EXERCISE DIRECTIONS:
Could you reproduce all of the entries below without a single change?

Saved entries
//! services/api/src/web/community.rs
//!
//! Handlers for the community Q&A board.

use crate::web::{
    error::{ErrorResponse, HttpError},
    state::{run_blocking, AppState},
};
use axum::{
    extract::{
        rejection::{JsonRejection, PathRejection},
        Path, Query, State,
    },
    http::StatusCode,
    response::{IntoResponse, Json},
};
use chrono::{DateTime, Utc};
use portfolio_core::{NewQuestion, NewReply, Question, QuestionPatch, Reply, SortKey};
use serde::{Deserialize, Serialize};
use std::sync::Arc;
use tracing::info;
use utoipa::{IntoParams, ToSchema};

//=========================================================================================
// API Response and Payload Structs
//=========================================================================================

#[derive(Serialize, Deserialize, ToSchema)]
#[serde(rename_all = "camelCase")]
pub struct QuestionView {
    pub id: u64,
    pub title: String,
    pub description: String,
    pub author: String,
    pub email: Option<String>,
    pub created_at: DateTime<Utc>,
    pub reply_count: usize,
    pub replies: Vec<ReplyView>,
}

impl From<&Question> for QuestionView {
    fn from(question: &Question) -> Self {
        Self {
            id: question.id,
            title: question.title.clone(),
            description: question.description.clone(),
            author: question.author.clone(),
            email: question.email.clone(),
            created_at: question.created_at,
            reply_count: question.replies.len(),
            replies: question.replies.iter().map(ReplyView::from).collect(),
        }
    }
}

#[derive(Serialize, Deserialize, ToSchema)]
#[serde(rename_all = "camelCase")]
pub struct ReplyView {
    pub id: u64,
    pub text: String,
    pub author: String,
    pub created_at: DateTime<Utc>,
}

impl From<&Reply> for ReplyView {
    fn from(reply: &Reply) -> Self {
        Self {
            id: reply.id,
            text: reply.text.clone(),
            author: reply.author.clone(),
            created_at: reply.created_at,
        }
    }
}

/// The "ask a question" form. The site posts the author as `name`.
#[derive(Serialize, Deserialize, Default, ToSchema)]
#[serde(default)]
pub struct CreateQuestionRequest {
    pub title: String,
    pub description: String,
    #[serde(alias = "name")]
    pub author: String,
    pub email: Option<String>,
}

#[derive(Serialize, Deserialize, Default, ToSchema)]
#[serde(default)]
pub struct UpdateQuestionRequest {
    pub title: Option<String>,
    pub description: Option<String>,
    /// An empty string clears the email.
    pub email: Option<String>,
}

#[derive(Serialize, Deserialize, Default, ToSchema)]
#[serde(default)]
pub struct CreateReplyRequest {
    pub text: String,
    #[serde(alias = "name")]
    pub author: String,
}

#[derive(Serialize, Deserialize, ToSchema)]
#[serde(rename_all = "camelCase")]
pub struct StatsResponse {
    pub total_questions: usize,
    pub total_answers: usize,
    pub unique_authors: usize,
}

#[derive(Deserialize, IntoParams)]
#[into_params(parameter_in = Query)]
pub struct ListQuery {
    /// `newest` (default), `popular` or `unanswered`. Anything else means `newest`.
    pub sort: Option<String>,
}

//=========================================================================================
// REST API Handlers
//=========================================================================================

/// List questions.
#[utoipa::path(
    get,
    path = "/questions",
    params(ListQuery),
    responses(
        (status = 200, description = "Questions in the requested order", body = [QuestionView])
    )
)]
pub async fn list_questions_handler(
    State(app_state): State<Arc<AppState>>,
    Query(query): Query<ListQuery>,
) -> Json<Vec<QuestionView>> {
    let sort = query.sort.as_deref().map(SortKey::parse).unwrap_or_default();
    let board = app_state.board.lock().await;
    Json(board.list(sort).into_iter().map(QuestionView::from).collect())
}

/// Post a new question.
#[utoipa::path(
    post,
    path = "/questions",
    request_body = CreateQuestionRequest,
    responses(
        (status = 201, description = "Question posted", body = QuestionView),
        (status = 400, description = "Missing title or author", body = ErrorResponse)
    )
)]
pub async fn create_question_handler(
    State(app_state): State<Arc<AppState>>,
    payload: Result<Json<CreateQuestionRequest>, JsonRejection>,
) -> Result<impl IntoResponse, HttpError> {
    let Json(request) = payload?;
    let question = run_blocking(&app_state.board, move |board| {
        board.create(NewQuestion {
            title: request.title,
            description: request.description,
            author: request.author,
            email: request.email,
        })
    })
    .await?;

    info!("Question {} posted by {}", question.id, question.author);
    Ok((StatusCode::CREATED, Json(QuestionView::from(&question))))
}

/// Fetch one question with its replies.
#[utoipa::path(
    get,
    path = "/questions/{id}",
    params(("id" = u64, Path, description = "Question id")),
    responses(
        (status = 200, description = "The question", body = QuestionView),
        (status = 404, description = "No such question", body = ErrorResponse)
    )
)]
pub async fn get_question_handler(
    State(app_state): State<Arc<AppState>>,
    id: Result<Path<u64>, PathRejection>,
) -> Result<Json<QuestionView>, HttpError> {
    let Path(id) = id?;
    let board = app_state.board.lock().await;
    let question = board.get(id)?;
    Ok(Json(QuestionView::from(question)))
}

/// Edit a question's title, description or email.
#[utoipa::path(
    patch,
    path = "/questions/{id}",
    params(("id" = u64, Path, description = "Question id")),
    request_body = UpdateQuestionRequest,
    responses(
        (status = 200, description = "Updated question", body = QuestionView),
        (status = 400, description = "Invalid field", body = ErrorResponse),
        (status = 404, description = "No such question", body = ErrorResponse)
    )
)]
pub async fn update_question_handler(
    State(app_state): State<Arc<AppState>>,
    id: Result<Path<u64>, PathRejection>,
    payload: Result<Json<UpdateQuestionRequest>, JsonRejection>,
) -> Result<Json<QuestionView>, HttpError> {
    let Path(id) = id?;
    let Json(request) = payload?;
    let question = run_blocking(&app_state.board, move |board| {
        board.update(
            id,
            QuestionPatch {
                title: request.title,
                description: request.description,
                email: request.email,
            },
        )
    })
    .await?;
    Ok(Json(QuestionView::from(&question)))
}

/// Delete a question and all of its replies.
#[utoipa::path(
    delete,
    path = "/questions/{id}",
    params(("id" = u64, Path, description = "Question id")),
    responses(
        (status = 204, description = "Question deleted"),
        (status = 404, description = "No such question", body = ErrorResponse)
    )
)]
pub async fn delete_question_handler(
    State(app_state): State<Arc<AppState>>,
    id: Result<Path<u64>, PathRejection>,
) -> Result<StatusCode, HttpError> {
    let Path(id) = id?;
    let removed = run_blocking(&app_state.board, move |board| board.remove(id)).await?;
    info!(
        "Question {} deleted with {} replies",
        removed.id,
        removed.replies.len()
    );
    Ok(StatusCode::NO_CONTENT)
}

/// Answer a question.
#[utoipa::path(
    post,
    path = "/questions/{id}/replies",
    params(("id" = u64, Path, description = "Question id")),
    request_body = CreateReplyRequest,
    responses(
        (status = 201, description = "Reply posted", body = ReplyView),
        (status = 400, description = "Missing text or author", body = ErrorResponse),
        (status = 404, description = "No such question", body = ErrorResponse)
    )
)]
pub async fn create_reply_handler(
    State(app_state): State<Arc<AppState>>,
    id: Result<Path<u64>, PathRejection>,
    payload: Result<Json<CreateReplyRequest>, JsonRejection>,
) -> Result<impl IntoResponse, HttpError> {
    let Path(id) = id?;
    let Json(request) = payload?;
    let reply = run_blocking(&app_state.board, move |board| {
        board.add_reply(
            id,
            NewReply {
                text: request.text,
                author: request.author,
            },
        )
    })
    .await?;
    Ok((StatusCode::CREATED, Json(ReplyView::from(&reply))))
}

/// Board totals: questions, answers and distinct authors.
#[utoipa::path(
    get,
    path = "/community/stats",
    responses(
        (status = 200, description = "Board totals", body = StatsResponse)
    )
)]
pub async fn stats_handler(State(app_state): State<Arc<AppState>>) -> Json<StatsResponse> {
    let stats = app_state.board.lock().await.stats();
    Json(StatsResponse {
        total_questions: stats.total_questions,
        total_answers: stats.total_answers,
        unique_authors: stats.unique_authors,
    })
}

RESULT BELOW:
//! services/api/src/web/community.rs
//!
//! Handlers for the community Q&A board.

use crate::web::{
    error::{ErrorResponse, HttpError},
    state::{run_blocking, AppState},
};
use axum::{
    extract::{
        rejection::{JsonRejection, PathRejection},
        Path, Query, State,
    },
    http::StatusCode,
    response::{IntoResponse, Json},
};
use chrono::{DateTime, Utc};
use portfolio_core::{NewQuestion, NewReply, Question, QuestionPatch, Reply, SortKey};
use serde::{Deserialize, Serialize};
use std::sync::Arc;
use tracing::info;
use utoipa::{IntoParams, ToSchema};

//=========================================================================================
// API Response and Payload Structs
//=========================================================================================

#[derive(Serialize, Deserialize, ToSchema)]
#[serde(rename_all = "camelCase")]
pub struct QuestionView {
    pub id: u64,
    pub title: String,
    pub description: String,
    pub author: String,
    pub email: Option<String>,
    pub created_at: DateTime<Utc>,
    pub reply_count: usize,
    pub replies: Vec<ReplyView>,
}

impl From<&Question> for QuestionView {
    fn from(question: &Question) -> Self {
        Self {
            id: question.id,
            title: question.title.clone(),
            description: question.description.clone(),
            author: question.author.clone(),
            email: question.email.clone(),
            created_at: question.created_at,
            reply_count: question.replies.len(),
            replies: question.replies.iter().map(ReplyView::from).collect(),
        }
    }
}

#[derive(Serialize, Deserialize, ToSchema)]
#[serde(rename_all = "camelCase")]
pub struct ReplyView {
    pub id: u64,
    pub text: String,
    pub author: String,
    pub created_at: DateTime<Utc>,
}

impl From<&Reply> for ReplyView {
    fn from(reply: &Reply) -> Self {
        Self {
            id: reply.id,
            text: reply.text.clone(),
            author: reply.author.clone(),
            created_at: reply.created_at,
        }
    }
}

/// The "ask a question" form. The site posts the author as `name`.
#[derive(Serialize, Deserialize, Default, ToSchema)]
#[serde(default)]
pub struct CreateQuestionRequest {
    pub title: String,
    pub description: String,
    #[serde(alias = "name")]
    pub author: String,
    pub email: Option<String>,
}

#[derive(Serialize, Deserialize, Default, ToSchema)]
#[serde(default)]
pub struct UpdateQuestionRequest {
    pub title: Option<String>,
    pub description: Option<String>,
    /// An empty string clears the email.
    pub email: Option<String>,
}

#[derive(Serialize, Deserialize, Default, ToSchema)]
#[serde(default)]
pub struct CreateReplyRequest {
    pub text: String,
    #[serde(alias = "name")]
    pub author: String,
}

#[derive(Serialize, Deserialize, ToSchema)]
#[serde(rename_all = "camelCase")]
pub struct StatsResponse {
    pub total_questions: usize,
    pub total_answers: usize,
    pub unique_authors: usize,
}

#[derive(Deserialize, IntoParams)]
#[into_params(parameter_in = Query)]
pub struct ListQuery {
    /// `newest` (default), `popular` or `unanswered`. Anything else means `newest`.
    pub sort: Option<String>,
}

//=========================================================================================
// REST API Handlers
//=========================================================================================

/// List questions.
#[utoipa::path(
    get,
    path = "/questions",
    params(ListQuery),
    responses(
        (status = 200, description = "Questions in the requested order", body = [QuestionView])
    )
)]
pub async fn list_questions_handler(
    State(app_state): State<Arc<AppState>>,
    Query(query): Query<ListQuery>,
) -> Json<Vec<QuestionView>> {
    let sort = query.sort.as_deref().map(SortKey::parse).unwrap_or_default();
    let board = app_state.board.lock().await;
    Json(board.list(sort).into_iter().map(QuestionView::from).collect())
}

/// Post a new question.
#[utoipa::path(
    post,
    path = "/questions",
    request_body = CreateQuestionRequest,
    responses(
        (status = 201, description = "Question posted", body = QuestionView),
        (status = 400, description = "Missing title or author", body = ErrorResponse)
    )
)]
pub async fn create_question_handler(
    State(app_state): State<Arc<AppState>>,
    payload: Result<Json<CreateQuestionRequest>, JsonRejection>,
) -> Result<impl IntoResponse, HttpError> {
    let Json(request) = payload?;
    let question = run_blocking(&app_state.board, move |board| {
        board.create(NewQuestion {
            title: request.title,
            description: request.description,
            author: request.author,
            email: request.email,
        })
    })
    .await?;

    info!("Question {} posted by {}", question.id, question.author);
    Ok((StatusCode::CREATED, Json(QuestionView::from(&question))))
}

/// Fetch one question with its replies.
#[utoipa::path(
    get,
    path = "/questions/{id}",
    params(("id" = u64, Path, description = "Question id")),
    responses(
        (status = 200, description = "The question", body = QuestionView),
        (status = 404, description = "No such question", body = ErrorResponse)
    )
)]
pub async fn get_question_handler(
    State(app_state): State<Arc<AppState>>,
    id: Result<Path<u64>, PathRejection>,
) -> Result<Json<QuestionView>, HttpError> {
    let Path(id) = id?;
    let board = app_state.board.lock().await;
    let question = board.get(id)?;
    Ok(Json(QuestionView::from(question)))
}

/// Edit a question's title, description or email.
#[utoipa::path(
    patch,
    path = "/questions/{id}",
    params(("id" = u64, Path, description = "Question id")),
    request_body = UpdateQuestionRequest,
    responses(
        (status = 200, description = "Updated question", body = QuestionView),
        (status = 400, description = "Invalid field", body = ErrorResponse),
        (status = 404, description = "No such question", body = ErrorResponse)
    )
)]
pub async fn update_question_handler(
    State(app_state): State<Arc<AppState>>,
    id: Result<Path<u64>, PathRejection>,
    payload: Result<Json<UpdateQuestionRequest>, JsonRejection>,
) -> Result<Json<QuestionView>, HttpError> {
    let Path(id) = id?;
    let Json(request) = payload?;
    let question = run_blocking(&app_state.board, move |board| {
        board.update(
            id,
            QuestionPatch {
                title: request.title,
                description: request.description,
                email: request.email,
            },
        )
    })
    .await?;
    Ok(Json(QuestionView::from(&question)))
}

/// Delete a question and all of its replies.
#[utoipa::path(
    delete,
    path = "/questions/{id}",
    params(("id" = u64, Path, description = "Question id")),
    responses(
        (status = 204, description = "Question deleted"),
        (status = 404, description = "No such question", body = ErrorResponse)
    )
)]
pub async fn delete_question_handler(
    State(app_state): State<Arc<AppState>>,
    id: Result<Path<u64>, PathRejection>,
) -> Result<StatusCode, HttpError> {
    let Path(id) = id?;
    let removed = run_blocking(&app_state.board, move |board| board.remove(id)).await?;
    info!(
        "Question {} deleted with {} replies",
        removed.id,
        removed.replies.len()
    );
    Ok(StatusCode::NO_CONTENT)
}

/// Answer a question.
#[utoipa::path(
    post,
    path = "/questions/{id}/replies",
    params(("id" = u64, Path, description = "Question id")),
    request_body = CreateReplyRequest,
    responses(
        (status = 201, description = "Reply posted", body = ReplyView),
        (status = 400, description = "Missing text or author", body = ErrorResponse),
        (status = 404, description = "No such question", body = ErrorResponse)
    )
)]
pub async fn create_reply_handler(
    State(app_state): State<Arc<AppState>>,
    id: Result<Path<u64>, PathRejection>,
    payload: Result<Json<CreateReplyRequest>, JsonRejection>,
) -> Result<impl IntoResponse, HttpError> {
    let Path(id) = id?;
    let Json(request) = payload?;
    let reply = run_blocking(&app_state.board, move |board| {
        board.add_reply(
            id,
            NewReply {
                text: request.text,
                author: request.author,
            },
        )
    })
    .await?;
    Ok((StatusCode::CREATED, Json(ReplyView::from(&reply))))
}

/// Board totals: questions, answers and distinct authors.
#[utoipa::path(
    get,
    path = "/community/stats",
    responses(
        (status = 200, description = "Board totals", body = StatsResponse)
    )
)]
pub async fn stats_handler(State(app_state): State<Arc<AppState>>) -> Json<StatsResponse> {
    let stats = app_state.board.lock().await.stats();
    Json(StatsResponse {
        total_questions: stats.total_questions,
        total_answers: stats.total_answers,
        unique_authors: stats.unique_authors,
    })
}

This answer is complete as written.